Nick San Filippo of Lowenstein Sandler LLP said there’s been a stronger market for deal-making this year than there was throughout 2023.

“We’re still far from the feverish pace of pre-pandemic times,” he said. “But, what we had last year is sellers not meeting expectations that they were going to sell at a multiple (over earnings) that they were pre-pandemic. Slowly, there was a recognition that the way businesses are valued is lower in this post-pandemic market.”

San Filippo credits the trend of sellers approaching the M&A market with much more advanced preparation than ever. They’re making sure they have a good story to tell, and the due diligence to provide as citations.

And, perhaps most significantly, institutional buyers are more comfortable this year with where interest rates are, and where they’re expected to stay, according to Ari Fuchs of the DAK Group. Fuchs explained that there’s some belief rates won’t increase, and that there could be at least one rate cut if the economic data supports it.

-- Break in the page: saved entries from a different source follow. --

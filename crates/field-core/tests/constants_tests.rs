// Host-side tests for the tuning constants and their geometric relationships.

use field_core::*;

#[test]
#[allow(clippy::assertions_on_constants)]
fn constants_are_within_reasonable_bounds() {
    assert!(GRID_SPACING > 0.0);
    assert!(PARTICLE_RADIUS > 0.0);
    assert!(DENSITY_MIN >= 1.0 && DENSITY_MAX > DENSITY_MIN);
    assert!(POINTER_SMOOTHING > 0.0 && POINTER_SMOOTHING < 1.0);
    assert!(CONNECTION_ALPHA > 0.0 && CONNECTION_ALPHA <= 1.0);
    assert!(TRAIL_ALPHA > 0.0 && TRAIL_ALPHA <= 1.0);
    assert!(RELAX_DIVISOR > 1.0);
    assert!(TRAIL_LEN > 0);
    assert!(GRID_SPACING >= PARTICLE_RADIUS);
    assert!(grid_steps(7680.0, GRID_SPACING) * grid_steps(4320.0, GRID_SPACING) < MAX_PARTICLES);
}

#[test]
#[allow(clippy::assertions_on_constants)]
fn resting_grid_links_neighbours_but_not_diagonals() {
    let spacing_sq = GRID_SPACING * GRID_SPACING;
    assert!(spacing_sq < CONNECTION_DISTANCE_SQ);
    assert!(2.0 * spacing_sq > CONNECTION_DISTANCE_SQ);
}

#[test]
#[allow(clippy::assertions_on_constants)]
fn pointer_reaches_beyond_one_cell() {
    assert!(MOUSE_RADIUS > GRID_SPACING);
    assert!(CURSOR_RADIUS > TRAIL_DOT_RADIUS);
    assert!(RELAX_SNAP_EPSILON < PARTICLE_RADIUS);
}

Equity firms still have a lot of capital to deploy, he added, and the downward pressure on rates is going to drive more activity — particularly in attractive markets for buyers.

And the Garden State happens to be one of those markets.

“What really keeps buyers coming back (to the New Jersey market) is the educated workforce, which is important from the buyers’ perspective,” Fuchs said. “Combined with the growth of local brick-and-mortar industries and equally compelling growth from fintech, health care services and workplace technology sectors, it ultimately makes for high-quality M&A targets in New Jersey.”